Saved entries
Content starts

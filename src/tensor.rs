//! Tensor type and layout helpers.
//!
//! All activations, gradients, masks and parameter tables use [`Tensor`], a reference-counted
//! `f32` array with a dynamic rank. Cloning a `Tensor` is a shallow copy; writing through a
//! shared tensor copies the data first, so a layer can never corrupt a caller's array.
//!
//! Layouts:
//!
//! - feed-forward activations: `[batch, features]`
//! - time series: `[batch, features, time]`
//! - time-series masks: `[batch, time]`, per-example masks: `[batch, 1]`

use ndarray::{ArcArray, Array, ArrayView2, Axis, Ix2, IxDyn, ShapeBuilder, Slice};

use crate::envelope::FlatOrder;
use crate::{Error, Result};

pub type Tensor = ArcArray<f32, IxDyn>;

/// Zero-filled tensor with the given shape.
#[inline]
pub fn zeros(shape: &[usize]) -> Tensor {
    ArcArray::zeros(IxDyn(shape))
}

/// Build a tensor from row-major data.
pub fn from_vec(shape: &[usize], data: Vec<f32>) -> Result<Tensor> {
    let expected: usize = shape.iter().product();
    if data.len() != expected {
        return Err(Error::ShapeMismatch(format!(
            "data len {} does not match shape {shape:?} ({expected} elements)",
            data.len()
        )));
    }
    Array::from_shape_vec(IxDyn(shape), data)
        .map(Array::into_shared)
        .map_err(|e| Error::ShapeMismatch(e.to_string()))
}

/// `[1, n]` row vector.
pub fn row_vector(data: &[f32]) -> Tensor {
    let n = data.len();
    Array::from_shape_vec(IxDyn(&[1, n]), data.to_vec())
        .map(Array::into_shared)
        .unwrap_or_else(|_| zeros(&[1, 0]))
}

#[inline]
pub fn is_row_vector(t: &Tensor) -> bool {
    t.ndim() == 2 && t.shape()[0] == 1
}

/// Length of the time axis of a `[batch, features, time]` tensor.
pub fn time_length(t: &Tensor) -> Result<usize> {
    if t.ndim() != 3 {
        return Err(Error::ShapeMismatch(format!(
            "expected a rank 3 time series, got shape {:?}",
            t.shape()
        )));
    }
    Ok(t.shape()[2])
}

/// Slice `[start, end)` along the time axis.
///
/// Rank 3 tensors are sliced on axis 2, rank 2 masks on axis 1.
pub fn time_slice(t: &Tensor, start: usize, end: usize) -> Result<Tensor> {
    let axis = match t.ndim() {
        3 => 2,
        2 => 1,
        n => {
            return Err(Error::ShapeMismatch(format!(
                "cannot slice time on a rank {n} tensor"
            )));
        }
    };
    let len = t.shape()[axis];
    if start >= end || end > len {
        return Err(Error::InvalidIndex(format!(
            "time range [{start}, {end}) out of bounds for length {len}"
        )));
    }
    Ok(t.slice_axis(Axis(axis), Slice::from(start..end))
        .to_owned()
        .into_shared())
}

/// Drop a trailing time axis of length 1: `[b, n, 1] -> [b, n]`.
///
/// Any other tensor is returned unchanged.
pub fn squeeze_time(t: Tensor) -> Tensor {
    if t.ndim() == 3 && t.shape()[2] == 1 {
        t.index_axis_move(Axis(2), 0)
    } else {
        t
    }
}

/// `[b, n, t] -> [b*t, n]`, rows ordered example-major then time.
pub fn fold_time(t: &Tensor) -> Result<Tensor> {
    let (b, n, steps) = dims3(t)?;
    let data: Vec<f32> = t
        .view()
        .permuted_axes(vec![0, 2, 1])
        .iter()
        .copied()
        .collect();
    from_vec(&[b * steps, n], data)
}

/// Inverse of [`fold_time`]: `[b*t, n] -> [b, n, t]`.
pub fn unfold_time(t: &Tensor, batch: usize) -> Result<Tensor> {
    let (rows, n) = dims2(t)?;
    if batch == 0 || rows % batch != 0 {
        return Err(Error::ShapeMismatch(format!(
            "cannot unfold {rows} rows into a batch of {batch}"
        )));
    }
    let steps = rows / batch;
    let data: Vec<f32> = t.iter().copied().collect();
    Ok(from_vec(&[batch, steps, n], data)?.permuted_axes(vec![0, 2, 1]))
}

/// Fold a `[b, t]` mask into one weight per folded row.
pub fn fold_mask(mask: &Tensor) -> Result<Vec<f32>> {
    dims2(mask)?;
    Ok(mask.iter().copied().collect())
}

/// Write `t` into `out` in the requested flattening order.
///
/// Shape contract: `out.len() == t.len()`.
pub fn flatten_into(t: &Tensor, order: FlatOrder, out: &mut [f32]) -> Result<()> {
    if out.len() != t.len() {
        return Err(Error::ShapeMismatch(format!(
            "cannot flatten {} elements into a slice of {}",
            t.len(),
            out.len()
        )));
    }
    match order {
        FlatOrder::RowMajor => {
            for (dst, &src) in out.iter_mut().zip(t.iter()) {
                *dst = src;
            }
        }
        FlatOrder::ColumnMajor => {
            for (dst, &src) in out.iter_mut().zip(t.t().iter()) {
                *dst = src;
            }
        }
    }
    Ok(())
}

/// Read a tensor of `shape` out of a flat slice stored in `order`.
pub fn unflatten(data: &[f32], shape: &[usize], order: FlatOrder) -> Result<Tensor> {
    let expected: usize = shape.iter().product();
    if data.len() != expected {
        return Err(Error::ShapeMismatch(format!(
            "slice of {} elements does not match shape {shape:?}",
            data.len()
        )));
    }
    let arr = match order {
        FlatOrder::RowMajor => Array::from_shape_vec(IxDyn(shape), data.to_vec()),
        FlatOrder::ColumnMajor => Array::from_shape_vec(IxDyn(shape).f(), data.to_vec()),
    };
    arr.map(Array::into_shared)
        .map_err(|e| Error::ShapeMismatch(e.to_string()))
}

/// Borrow a flat parameter slice as a matrix without copying.
pub fn matrix_view(
    data: &[f32],
    rows: usize,
    cols: usize,
    order: FlatOrder,
) -> Result<ArrayView2<'_, f32>> {
    let view = match order {
        FlatOrder::RowMajor => ArrayView2::from_shape((rows, cols), data),
        FlatOrder::ColumnMajor => ArrayView2::from_shape((rows, cols).f(), data),
    };
    view.map_err(|e| Error::ShapeMismatch(format!("{rows}x{cols} view: {e}")))
}

/// View a rank 2 tensor as a matrix.
pub fn as_matrix(t: &Tensor) -> Result<ArrayView2<'_, f32>> {
    t.view()
        .into_dimensionality::<Ix2>()
        .map_err(|_| Error::ShapeMismatch(format!("expected a matrix, got {:?}", t.shape())))
}

pub(crate) fn dims2(t: &Tensor) -> Result<(usize, usize)> {
    match t.shape() {
        &[a, b] => Ok((a, b)),
        other => Err(Error::ShapeMismatch(format!(
            "expected rank 2, got shape {other:?}"
        ))),
    }
}

pub(crate) fn dims3(t: &Tensor) -> Result<(usize, usize, usize)> {
    match t.shape() {
        &[a, b, c] => Ok((a, b, c)),
        other => Err(Error::ShapeMismatch(format!(
            "expected rank 3, got shape {other:?}"
        ))),
    }
}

Content ends

# What needs to be done
Write out every line from the entries where "example" appears.

# Solved problem
//! - time-series masks: `[batch, time]`, per-example masks: `[batch, 1]`
/// `[b, n, t] -> [b*t, n]`, rows ordered example-major then time.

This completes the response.